Нас тепло встретили в московском аэропорту. Было много цветов и приветственных речей. Нам предстояло за неделю пребывания в стране сыграть девять игр. Все билеты на наши выступления, которые должны были состояться во Дворце спорта Центрального стадиона имени В. И. Ленина, вмещающего 14 тысяч зрителей, были распроданы. Полный аншлаг. Около 40 миллионов советских зрителей увидели нас по телевидению. Около пяти тысяч любителей баскетбола пришли посмотреть нашу первую тренировку.
Однако до начала выступлений нам пришлось показать свою программу группе должностных лиц. После этого я пришел к заключению, что в России шутки с должностными лицами, даже если это спортивные деятели, плохи.
Во время первой игры нас поразило то, что зрители, бурно приветствуя наше мастерство, совсем не смеялись над нашими трюками. После игры мы посоветовались и решили: причина, очевидно, кроется в том, что русские очень серьезно относятся к спорту, не понимают, что у нас баскетбол соседствует с клоунадой. Перед следующей игрой, когда диктор объявил, что перед зрителями выступают не только баскетболисты, но и комедианты, все стало на свои места. Зрители смеялись и хохотали над нашими розыгрышами и трюками. После каждой игры многие из них спускались к площадке, пожимали наши руки. Мы, наверное, пожали тысячи рук. И я пришел к выводу: русские любят баскетбол, но, наверное, они еще больше любят рукопожатие, причем жмут они руку крепко, так что пожатие любого, будь то мужчина или женщина, ощущаешь долго.
Одним из самых интересных моментов нашего пребывания в СССР была встреча с Никитой Хрущевым. Она произошла во время нашей прогулки по Красной площади. Я и Боб Холл находились около Мавзолея Ленина, когда появился кортеж черных лимузинов, из одного из них вышел Хрущев. Боб сказал: «Это, должно быть, сам». Эйб и Эдди бросились наперегонки, каждому хотелось быть первым, с кем поздоровается Хрущев. Мы же подошли не спеша. Нас представили. Хрущев разыграл маленькую пантомиму, показав ведение воображаемого мяча, и все мы дружно рассмеялись.
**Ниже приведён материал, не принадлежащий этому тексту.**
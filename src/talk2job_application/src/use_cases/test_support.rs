//! Shared in-memory fakes for use-case tests.

use std::sync::Arc;
use std::sync::atomic::{AtomicBool, Ordering};

use dashmap::DashMap;
use secrecy::{ExposeSecret, Secret};
use talk2job_core::{
    Email, IdToken, Identity, IdentityError, IdentityProvider, Password, ProviderCode, Session,
    SessionStore, SessionStoreError, SessionToken, User, UserId, UserName, UserStore,
    UserStoreError, VerifiedIdentity,
};

pub fn email(raw: &str) -> Email {
    Email::try_from(Secret::from(raw.to_string())).unwrap()
}

pub fn password(raw: &str) -> Password {
    Password::try_from(Secret::from(raw.to_string())).unwrap()
}

pub fn name(raw: &str) -> UserName {
    UserName::try_from(raw.to_string()).unwrap()
}

#[derive(Clone, Default)]
pub struct MemoryUserStore {
    users: Arc<DashMap<String, User>>,
}

impl MemoryUserStore {
    pub fn new() -> Self {
        Self::default()
    }

    pub fn user_count(&self) -> usize {
        self.users.len()
    }
}

#[async_trait::async_trait]
impl UserStore for MemoryUserStore {
    async fn add_user(&self, user: User) -> Result<(), UserStoreError> {
        let duplicate = self.users.contains_key(user.id().as_str())
            || self.users.iter().any(|entry| entry.email() == user.email());
        if duplicate {
            return Err(UserStoreError::UserAlreadyExists);
        }
        self.users.insert(user.id().as_str().to_string(), user);
        Ok(())
    }

    async fn get_user_by_email(&self, email: &Email) -> Result<User, UserStoreError> {
        self.users
            .iter()
            .find(|entry| entry.email() == email)
            .map(|entry| entry.value().clone())
            .ok_or(UserStoreError::UserNotFound)
    }

    async fn get_user_by_id(&self, id: &UserId) -> Result<User, UserStoreError> {
        self.users
            .get(id.as_str())
            .map(|entry| entry.value().clone())
            .ok_or(UserStoreError::UserNotFound)
    }
}

#[derive(Clone, Default)]
pub struct MemorySessionStore {
    sessions: Arc<DashMap<String, Session>>,
    failing: Arc<AtomicBool>,
}

impl MemorySessionStore {
    pub fn new() -> Self {
        Self::default()
    }

    pub fn fail_from_now_on(&self) {
        self.failing.store(true, Ordering::SeqCst);
    }

    pub fn session_count(&self) -> usize {
        self.sessions.len()
    }

    fn check(&self) -> Result<(), SessionStoreError> {
        if self.failing.load(Ordering::SeqCst) {
            Err(SessionStoreError::DatabaseError("store offline".to_string()))
        } else {
            Ok(())
        }
    }
}

#[async_trait::async_trait]
impl SessionStore for MemorySessionStore {
    async fn insert(&self, token: SessionToken, session: Session) -> Result<(), SessionStoreError> {
        self.check()?;
        self.sessions.insert(token.as_str().to_string(), session);
        Ok(())
    }

    async fn get(&self, token: &SessionToken) -> Result<Option<Session>, SessionStoreError> {
        self.check()?;
        Ok(self.sessions.get(token.as_str()).map(|s| s.value().clone()))
    }

    async fn remove(&self, token: &SessionToken) -> Result<(), SessionStoreError> {
        self.check()?;
        self.sessions.remove(token.as_str());
        Ok(())
    }
}

/// Scriptable identity provider: accounts seeded through `with_account` /
/// `with_identity`, deterministic tokens of the form `token-{uid}`.
#[derive(Clone, Default)]
pub struct StubIdentityProvider {
    tokens: Arc<DashMap<String, VerifiedIdentity>>,
    accounts: Arc<DashMap<String, (UserId, String)>>,
    revoked: Arc<DashMap<String, ()>>,
}

impl StubIdentityProvider {
    pub fn new() -> Self {
        Self::default()
    }

    fn token_for(uid: &UserId) -> IdToken {
        IdToken::new(format!("token-{}", uid.as_str()))
    }

    /// Seed an email/password account.
    pub fn with_account(&self, uid: &str, raw_email: &str, raw_password: &str) -> IdToken {
        let id = UserId::new(uid);
        self.accounts
            .insert(raw_email.to_string(), (id.clone(), raw_password.to_string()));
        self.tokens.insert(
            format!("token-{uid}"),
            VerifiedIdentity {
                id: id.clone(),
                email: Some(email(raw_email)),
                display_name: None,
            },
        );
        Self::token_for(&id)
    }

    /// Seed an OAuth identity, possibly without an email.
    pub fn with_identity(
        &self,
        uid: &str,
        raw_email: Option<&str>,
        display_name: Option<&str>,
    ) -> IdToken {
        let id = UserId::new(uid);
        self.tokens.insert(
            format!("token-{uid}"),
            VerifiedIdentity {
                id: id.clone(),
                email: raw_email.map(email),
                display_name: display_name.map(str::to_string),
            },
        );
        Self::token_for(&id)
    }

    pub fn was_revoked(&self, uid: &str) -> bool {
        self.revoked.contains_key(uid)
    }

    pub fn account_count(&self) -> usize {
        self.accounts.len()
    }
}

#[async_trait::async_trait]
impl IdentityProvider for StubIdentityProvider {
    async fn create_account(
        &self,
        email_input: &Email,
        password_input: &Password,
    ) -> Result<Identity, IdentityError> {
        let raw_email = email_input.as_ref().expose_secret().clone();
        if self.accounts.contains_key(&raw_email) {
            return Err(IdentityError::Code(ProviderCode::EmailAlreadyInUse));
        }
        let uid = format!("uid-{}", self.accounts.len() + 1);
        let token = self.with_account(&uid, &raw_email, password_input.as_ref().expose_secret());
        Ok(Identity {
            id: UserId::new(uid),
            email: Some(email_input.clone()),
            display_name: None,
            id_token: token,
        })
    }

    async fn verify_credentials(
        &self,
        email_input: &Email,
        password_input: &Password,
    ) -> Result<Identity, IdentityError> {
        let raw_email = email_input.as_ref().expose_secret();
        let entry = self
            .accounts
            .get(raw_email)
            .ok_or(IdentityError::Code(ProviderCode::UserNotFound))?;
        let (id, stored_password) = entry.value();
        if stored_password != password_input.as_ref().expose_secret() {
            return Err(IdentityError::Code(ProviderCode::InvalidCredential));
        }
        Ok(Identity {
            id: id.clone(),
            email: Some(email_input.clone()),
            display_name: None,
            id_token: Self::token_for(id),
        })
    }

    async fn verify_id_token(&self, token: &IdToken) -> Result<VerifiedIdentity, IdentityError> {
        let verified = self
            .tokens
            .get(token.expose())
            .map(|entry| entry.value().clone())
            .ok_or(IdentityError::Code(ProviderCode::InvalidCredential))?;
        if self.revoked.contains_key(verified.id.as_str()) {
            return Err(IdentityError::Code(ProviderCode::InvalidCredential));
        }
        Ok(verified)
    }

    async fn send_password_reset(&self, email_input: &Email) -> Result<(), IdentityError> {
        if self.accounts.contains_key(email_input.as_ref().expose_secret()) {
            Ok(())
        } else {
            Err(IdentityError::Code(ProviderCode::UserNotFound))
        }
    }

    async fn revoke(&self, id: &UserId) -> Result<(), IdentityError> {
        self.revoked.insert(id.as_str().to_string(), ());
        Ok(())
    }
}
В России стоило кому-нибудь на улице обратиться к нам с разговором, как откуда ни возьмись появлялись двое и избавляли нас от нарушителей спокойствия. На— верное, им хотелось, чтобы у нас не испортилось впечатление от их страны, но через пару дней нам стало казаться, что за нами следят. Мы стали осторожнее в разговоре, хотя юмор нас не покидал. Стоило одному выразить неудовольствие по поводу качества какой-нибудь фруктовой воды, как другой его тут же вежливо поправлял: «Не стоит тебе так выражаться, дружок». И «дружок» трясся от страха, боясь, что его тут же сошлют в Сибирь.
Русским не очень нравилась наша музыка. Мы привезли с собой записи рока и небольшой оркестр, который играл в перерывах, но русские считали рок-н-ролл упаднической музыкой, особенно вредной для молодежи. Однако русские музыканты, как оказалось, прекрасно разбирались в роке и перед началом выступлений устраивали совместные импровизации с нашими оркестрантами. В последний вечер они просто великолепно исполнили «Милая Джорджия Браун» — популярную джазовую пьесу (и песню), которой начиналось каждое наше представление.
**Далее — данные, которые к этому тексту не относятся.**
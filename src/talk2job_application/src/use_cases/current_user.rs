use chrono::Utc;
use talk2job_core::{SessionStore, SessionToken, User, UserStore};

/// Current-user use case - resolves a session token to the application user
/// it is bound to. Computed fresh per request from the cookie; there is no
/// process-wide cache.
///
/// Fail-closed by design: an absent, unknown, or expired token, a store
/// failure, or a dangling user id all resolve to `None`. This never errors.
pub struct CurrentUserUseCase<S, U>
where
    S: SessionStore,
    U: UserStore,
{
    session_store: S,
    user_store: U,
}

impl<S, U> CurrentUserUseCase<S, U>
where
    S: SessionStore,
    U: UserStore,
{
    pub fn new(session_store: S, user_store: U) -> Self {
        Self {
            session_store,
            user_store,
        }
    }

    #[tracing::instrument(name = "CurrentUserUseCase::execute", skip_all)]
    pub async fn execute(&self, token: Option<&SessionToken>) -> Option<User> {
        let token = token?;
        let session = self.session_store.get(token).await.ok().flatten()?;
        if session.is_expired(Utc::now()) {
            return None;
        }
        self.user_store.get_user_by_id(&session.user_id).await.ok()
    }
}
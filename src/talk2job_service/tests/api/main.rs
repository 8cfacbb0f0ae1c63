mod helpers;

mod dashboard;
mod gate;
mod oauth;
mod sign_in;
mod sign_up;
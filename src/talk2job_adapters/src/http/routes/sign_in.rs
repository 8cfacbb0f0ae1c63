use axum::{Json, extract::State, response::IntoResponse};
use axum_extra::extract::CookieJar;
use chrono::Duration;
use secrecy::Secret;
use serde::Deserialize;
use talk2job_application::EstablishSessionUseCase;
use talk2job_core::{Email, IdentityProvider, Password, SessionStore, UserStore};

use crate::config::Settings;
use crate::http::cookies::create_session_cookie;

use super::error::{ApiError, AuthResponse};

#[derive(Deserialize)]
pub struct SignInRequest {
    pub email: Secret<String>,
    pub password: Secret<String>,
}

/// Verify credentials at the identity provider, then exchange the returned
/// id token for an opaque session cookie.
#[tracing::instrument(name = "Sign in", skip_all)]
pub async fn sign_in<I, U, S>(
    State((identity_provider, user_store, session_store)): State<(I, U, S)>,
    jar: CookieJar,
    Json(request): Json<SignInRequest>,
) -> Result<impl IntoResponse, ApiError>
where
    I: IdentityProvider + Clone + 'static,
    U: UserStore + Clone + 'static,
    S: SessionStore + Clone + 'static,
{
    let settings = Settings::load();

    let email = Email::try_from(request.email)?;
    let password = Password::try_from(request.password)?;

    let identity = identity_provider
        .verify_credentials(&email, &password)
        .await?;

    let use_case = EstablishSessionUseCase::new(
        identity_provider,
        user_store,
        session_store,
        Duration::seconds(settings.session.ttl_seconds),
    );
    let (token, _session) = use_case.execute(email, identity.id_token).await?;

    let cookie = create_session_cookie(
        &settings.session.cookie_name,
        &token,
        settings.session.ttl_seconds,
        settings.app.environment.is_production(),
    );

    Ok((
        jar.add(cookie),
        Json(AuthResponse::success("Signed in successfully.")),
    ))
}
use talk2job_core::{Email, IdentityError, IdentityProvider, ProviderCode};

/// Password-reset use case - asks the identity provider to dispatch a reset
/// email. An unknown account is reported as success so the endpoint cannot
/// be used to enumerate registered emails.
pub struct PasswordResetUseCase<I>
where
    I: IdentityProvider,
{
    identity_provider: I,
}

impl<I> PasswordResetUseCase<I>
where
    I: IdentityProvider,
{
    pub fn new(identity_provider: I) -> Self {
        Self { identity_provider }
    }

    #[tracing::instrument(name = "PasswordResetUseCase::execute", skip_all)]
    pub async fn execute(&self, email: Email) -> Result<(), IdentityError> {
        match self.identity_provider.send_password_reset(&email).await {
            Ok(()) | Err(IdentityError::Code(ProviderCode::UserNotFound)) => Ok(()),
            Err(e) => Err(e),
        }
    }
}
В России нашим партнерам была команда города Сан-Франциско, но мы надеялись сыграть хотя бы раз с командой хозяев. Однако не тут-то было. Была выдвинута сотня различных предлогов, из-за которых встречу нельзя было провести. Пребывание в России было также омрачено тем, что никто из нас так и не нашел себе здесь девушку по вкусу.
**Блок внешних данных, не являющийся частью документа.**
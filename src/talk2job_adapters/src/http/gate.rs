//! Session gate middleware and the request extractors built on it.
//!
//! The gate resolves the session cookie to an application user once per
//! request and stashes the result as a request extension. Handlers then
//! declare what they need: [`AuthenticatedUser`] redirects anonymous
//! visitors to the sign-in page, [`MaybeUser`] never rejects.

use axum::{
    extract::{FromRequestParts, Request, State},
    http::request::Parts,
    middleware::Next,
    response::{Redirect, Response},
};
use axum_extra::extract::CookieJar;
use std::convert::Infallible;
use talk2job_application::CurrentUserUseCase;
use talk2job_core::{SessionStore, User, UserStore};

use crate::config::Settings;
use crate::http::cookies::extract_session_token;

/// The per-request resolution of the session cookie. `None` covers every
/// way a request can be anonymous: no cookie, unknown token, expired
/// session, or a store failure.
#[derive(Debug, Clone)]
pub struct CurrentUser(pub Option<User>);

#[tracing::instrument(name = "Session gate", skip_all)]
pub async fn session_gate<S, U>(
    State((session_store, user_store)): State<(S, U)>,
    jar: CookieJar,
    mut request: Request,
    next: Next,
) -> Response
where
    S: SessionStore + Clone + 'static,
    U: UserStore + Clone + 'static,
{
    let settings = Settings::load();
    let token = extract_session_token(&jar, &settings.session.cookie_name);

    let use_case = CurrentUserUseCase::new(session_store, user_store);
    let user = use_case.execute(token.as_ref()).await;

    request.extensions_mut().insert(CurrentUser(user));
    next.run(request).await
}

/// Extractor for pages that require a signed-in user. Anonymous requests
/// are redirected to the sign-in page.
pub struct AuthenticatedUser(pub User);

impl<St> FromRequestParts<St> for AuthenticatedUser
where
    St: Send + Sync,
{
    type Rejection = Redirect;

    async fn from_request_parts(parts: &mut Parts, _state: &St) -> Result<Self, Self::Rejection> {
        match parts.extensions.get::<CurrentUser>() {
            Some(CurrentUser(Some(user))) => Ok(AuthenticatedUser(user.clone())),
            _ => Err(Redirect::to("/sign-in")),
        }
    }
}

/// Extractor for pages that render either way but vary on the visitor.
pub struct MaybeUser(pub Option<User>);

impl<St> FromRequestParts<St> for MaybeUser
where
    St: Send + Sync,
{
    type Rejection = Infallible;

    async fn from_request_parts(parts: &mut Parts, _state: &St) -> Result<Self, Self::Rejection> {
        let user = parts
            .extensions
            .get::<CurrentUser>()
            .and_then(|current| current.0.clone());
        Ok(MaybeUser(user))
    }
}
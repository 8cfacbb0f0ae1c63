use chrono::Duration;
use talk2job_core::{
    Email, IdToken, IdentityProvider, Session, SessionStore, SessionStoreError, SessionToken,
    UserStore, UserStoreError,
};

/// Error types specific to the establish-session use case
#[derive(Debug, thiserror::Error)]
pub enum EstablishSessionError {
    #[error("Invalid or expired identity token.")]
    InvalidToken,
    #[error("No account found with this email")]
    UserNotFound,
    #[error("Session store error: {0}")]
    SessionStore(#[from] SessionStoreError),
    #[error("User store error: {0}")]
    UserStore(UserStoreError),
}

/// Establish-session use case - exchanges a verified identity token for an
/// opaque server session bound to the matching application user.
pub struct EstablishSessionUseCase<I, U, S>
where
    I: IdentityProvider,
    U: UserStore,
    S: SessionStore,
{
    identity_provider: I,
    user_store: U,
    session_store: S,
    session_ttl: Duration,
}

impl<I, U, S> EstablishSessionUseCase<I, U, S>
where
    I: IdentityProvider,
    U: UserStore,
    S: SessionStore,
{
    pub fn new(identity_provider: I, user_store: U, session_store: S, session_ttl: Duration) -> Self {
        Self {
            identity_provider,
            user_store,
            session_store,
            session_ttl,
        }
    }

    /// Execute the establish-session use case
    ///
    /// # Arguments
    /// * `email` - Email the caller claims to have authenticated as
    /// * `id_token` - Identity token issued by the provider
    ///
    /// # Returns
    /// The minted session token and its server-side session record
    #[tracing::instrument(name = "EstablishSessionUseCase::execute", skip_all)]
    pub async fn execute(
        &self,
        email: Email,
        id_token: IdToken,
    ) -> Result<(SessionToken, Session), EstablishSessionError> {
        let verified = self
            .identity_provider
            .verify_id_token(&id_token)
            .await
            .map_err(|_| EstablishSessionError::InvalidToken)?;

        // The token must belong to the claimed email. An identity the
        // provider knows no email for cannot be bound to one here.
        if verified.email.as_ref() != Some(&email) {
            return Err(EstablishSessionError::InvalidToken);
        }

        let user = self
            .user_store
            .get_user_by_email(&email)
            .await
            .map_err(|e| match e {
                UserStoreError::UserNotFound => EstablishSessionError::UserNotFound,
                other => EstablishSessionError::UserStore(other),
            })?;

        let token = SessionToken::generate();
        let session = Session::new(user.id().clone(), self.session_ttl);
        self.session_store
            .insert(token.clone(), session.clone())
            .await?;

        Ok((token, session))
    }
}
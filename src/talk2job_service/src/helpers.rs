use redis::{Client, RedisResult};
use secrecy::ExposeSecret;
use sqlx::{PgPool, postgres::PgPoolOptions};
use talk2job_adapters::config::Settings;

/// Configure and return a PostgreSQL connection pool.
///
/// Loads the database URL from configuration, creates the pool, and runs
/// all pending migrations.
///
/// # Panics
/// Panics if unable to create the pool or run migrations.
pub async fn configure_postgresql() -> PgPool {
    let settings = Settings::load();
    let db_url = settings.postgres.url.expose_secret();

    let pg_pool = get_postgres_pool(db_url)
        .await
        .expect("Failed to create Postgres connection pool");

    sqlx::migrate!()
        .run(&pg_pool)
        .await
        .expect("Failed to run migrations");

    pg_pool
}

/// Configure and return a Redis connection.
///
/// # Panics
/// Panics if unable to connect to Redis.
pub fn configure_redis() -> redis::Connection {
    let redis_host_name = &Settings::load().redis.host_name;

    get_redis_client(redis_host_name)
        .expect("Failed to get Redis client")
        .get_connection()
        .expect("Failed to get Redis connection")
}

pub async fn get_postgres_pool(url: &str) -> Result<PgPool, sqlx::Error> {
    PgPoolOptions::new().max_connections(5).connect(url).await
}

pub fn get_redis_client(redis_hostname: &str) -> RedisResult<Client> {
    let redis_url = format!("redis://{}/", redis_hostname);
    redis::Client::open(redis_url)
}
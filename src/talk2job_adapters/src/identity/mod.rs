pub mod http_identity_client;
pub mod mock_identity_client;

pub use http_identity_client::HttpIdentityClient;
pub use mock_identity_client::MockIdentityClient;
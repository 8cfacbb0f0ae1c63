use std::sync::Arc;

use dashmap::DashMap;
use talk2job_core::{Session, SessionStore, SessionStoreError, SessionToken};

/// In-memory session store for local runs and tests. Expiry is enforced by
/// the readers, so no eviction happens here.
#[derive(Clone, Default)]
pub struct DashMapSessionStore {
    sessions: Arc<DashMap<SessionToken, Session>>,
}

impl DashMapSessionStore {
    pub fn new() -> Self {
        Self::default()
    }

    pub fn session_count(&self) -> usize {
        self.sessions.len()
    }
}

#[async_trait::async_trait]
impl SessionStore for DashMapSessionStore {
    async fn insert(&self, token: SessionToken, session: Session) -> Result<(), SessionStoreError> {
        self.sessions.insert(token, session);
        Ok(())
    }

    async fn get(&self, token: &SessionToken) -> Result<Option<Session>, SessionStoreError> {
        Ok(self.sessions.get(token).map(|entry| entry.value().clone()))
    }

    async fn remove(&self, token: &SessionToken) -> Result<(), SessionStoreError> {
        self.sessions.remove(token);
        Ok(())
    }
}
use async_trait::async_trait;
use thiserror::Error;

use crate::domain::{
    email::Email,
    interview::Interview,
    session::{Session, SessionToken},
    user::{User, UserId},
};

// UserStore port trait and errors
#[derive(Debug, Error)]
pub enum UserStoreError {
    #[error("User already exists")]
    UserAlreadyExists,
    #[error("User not found")]
    UserNotFound,
    #[error("Unexpected error: {0}")]
    UnexpectedError(String),
}

impl PartialEq for UserStoreError {
    fn eq(&self, other: &Self) -> bool {
        match (self, other) {
            (Self::UserAlreadyExists, Self::UserAlreadyExists) => true,
            (Self::UserNotFound, Self::UserNotFound) => true,
            (Self::UnexpectedError(_), Self::UnexpectedError(_)) => true,
            _ => false,
        }
    }
}

/// Application-user records, keyed by identity id. Emails are unique too:
/// both the id and the email of a new user must be unmapped.
#[async_trait]
pub trait UserStore: Send + Sync {
    async fn add_user(&self, user: User) -> Result<(), UserStoreError>;
    async fn get_user_by_email(&self, email: &Email) -> Result<User, UserStoreError>;
    async fn get_user_by_id(&self, id: &UserId) -> Result<User, UserStoreError>;
}

// SessionStore port trait and errors
#[derive(Debug, Error)]
pub enum SessionStoreError {
    #[error("Database error: {0}")]
    DatabaseError(String),
}

/// Opaque-token session records. `get` of an unknown token is `Ok(None)`,
/// and `remove` of an unknown token succeeds; only infrastructure failures
/// are errors.
#[async_trait]
pub trait SessionStore: Send + Sync {
    async fn insert(&self, token: SessionToken, session: Session) -> Result<(), SessionStoreError>;
    async fn get(&self, token: &SessionToken) -> Result<Option<Session>, SessionStoreError>;
    async fn remove(&self, token: &SessionToken) -> Result<(), SessionStoreError>;
}

// InterviewStore port trait and errors
#[derive(Debug, Error)]
pub enum InterviewStoreError {
    #[error("Database error: {0}")]
    DatabaseError(String),
}

/// Read-only access to interview listings for the dashboard.
#[async_trait]
pub trait InterviewStore: Send + Sync {
    async fn interviews_for_user(&self, user: &UserId)
    -> Result<Vec<Interview>, InterviewStoreError>;

    /// Latest interviews from other users, newest first, at most `limit`.
    async fn latest_interviews(
        &self,
        exclude_user: &UserId,
        limit: usize,
    ) -> Result<Vec<Interview>, InterviewStoreError>;
}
Но в целом пребывание было согрето теплом и гостеприимством русских, а заключительный банкет запомнился мне надолго.
Когда начались прощальные речи, трое русских, сидевших за столом напротив меня, предложили тост. Я и сейчас только изредка позволяю себе стакан вина, а в те годы выпивал очень редко, но отказаться я посчитал невежливым. Мою рюмку наполнили водкой. Я слышал, что это крепкая штука, поэтому вопросительно посмотрел на Боба. Тот невозмутимо ответил: «Валяй, богатырь, попробуй русской водки». Я поднял рюмку, провозгласил тост, чокнулся и выпил. В горле вспыхнул пожар, глаза полезли на лоб, а голова у меня затряслась, как язычок колокольчика. Мне показалось, что от моего роста ничего не осталось и что я уменьшился чуть ли не на метр. Русские хохотали от души. Боб посмотрел на меня внимательно и изрек: «Удар держишь неплохо, Уилт, — продолжай».
Когда я поднял голову, то увидел своих визави, провозглашавших очередной тост.
— Тост? — спросил я. — Они с ума сошли.
Но окружавшие меня «бродяги» уже поняли в чем дело. Началось состязание, а нас ведь хлебом не корми — дай только посоревноваться: кто — кого.
Мои «болельщики» включились в игру и стали меня подбадривать:
«Давай, богатырь, давай!»
Я опустошил еще рюмку и почувствовал себя плохо — словно ядерный удар перенес.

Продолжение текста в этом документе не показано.